Required action: When you reach the line containing "a byte stream." in the entries below, begin reproducing lines exactly, and stop once the line containing "Read the next" is done.

Stored data:

============

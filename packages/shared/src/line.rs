//! Newline-delimited line reader.

use std::io;

use tokio::io::{AsyncBufReadExt, AsyncRead, BufReader};

/// Longest line accepted, excluding the `\n` terminator.
pub const MAX_LINE_LEN: usize = 64 * 1024;

/// Reads `\n`-terminated lines from a byte stream.
///
/// The terminator and one trailing `\r` are stripped; invalid UTF-8 is
/// replaced lossily instead of failing the stream. A final line without a
/// terminator is returned before end-of-stream is reported. A line longer
/// than [`MAX_LINE_LEN`] fails with [`io::ErrorKind::InvalidData`].
///
/// [`next_line`](Self::next_line) is cancel safe: bytes consumed by a
/// cancelled call stay buffered and are returned by the next call.
pub struct LineReader<R> {
    inner: BufReader<R>,
    buf: Vec<u8>,
}

impl<R: AsyncRead + Unpin> LineReader<R> {
    pub fn new(inner: R) -> Self {
        Self {
            inner: BufReader::new(inner),
            buf: Vec::new(),
        }
    }

    /// Read the next line, `Ok(None)` at end-of-stream.
    pub async fn next_line(&mut self) -> io::Result<Option<String>> {
        loop {
            let available = self.inner.fill_buf().await?;
            if available.is_empty() {
                if self.buf.is_empty() {
                    return Ok(None);
                }
                break;
            }

            let (taken, terminated) = match available.iter().position(|&b| b == b'\n') {
                Some(i) => (i + 1, true),
                None => (available.len(), false),
            };
            self.buf.extend_from_slice(&available[..taken]);
            self.inner.consume(taken);

            let content_len = self.buf.len() - usize::from(terminated);
            if content_len > MAX_LINE_LEN {
                self.buf.clear();
                tracing::debug!("Rejected line longer than {} bytes", MAX_LINE_LEN);
                return Err(io::Error::new(
                    io::ErrorKind::InvalidData,
                    format!("line exceeds {} bytes", MAX_LINE_LEN),
                ));
            }
            if terminated {
                break;
            }
        }

        let mut line = std::mem::take(&mut self.buf);
        if line.last() == Some(&b'\n') {
            line.pop();
        }
        if line.last() == Some(&b'\r') {
            line.pop();
        }

        match String::from_utf8(line) {
            Ok(line) => Ok(Some(line)),
            Err(e) => {
                tracing::debug!("Replaced invalid UTF-8 in incoming line");
                Ok(Some(String::from_utf8_lossy(e.as_bytes()).into_owned()))
            }
        }
    }
}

============

Solution for this task:
/// Reads `\n`-terminated lines from a byte stream.
///
/// The terminator and one trailing `\r` are stripped; invalid UTF-8 is
/// replaced lossily instead of failing the stream. A final line without a
/// terminator is returned before end-of-stream is reported. A line longer
/// than [`MAX_LINE_LEN`] fails with [`io::ErrorKind::InvalidData`].
///
/// [`next_line`](Self::next_line) is cancel safe: bytes consumed by a
/// cancelled call stay buffered and are returned by the next call.
pub struct LineReader<R> {
    inner: BufReader<R>,
    buf: Vec<u8>,
}

impl<R: AsyncRead + Unpin> LineReader<R> {
    pub fn new(inner: R) -> Self {
        Self {
            inner: BufReader::new(inner),
            buf: Vec::new(),
        }
    }

    /// Read the next line, `Ok(None)` at end-of-stream.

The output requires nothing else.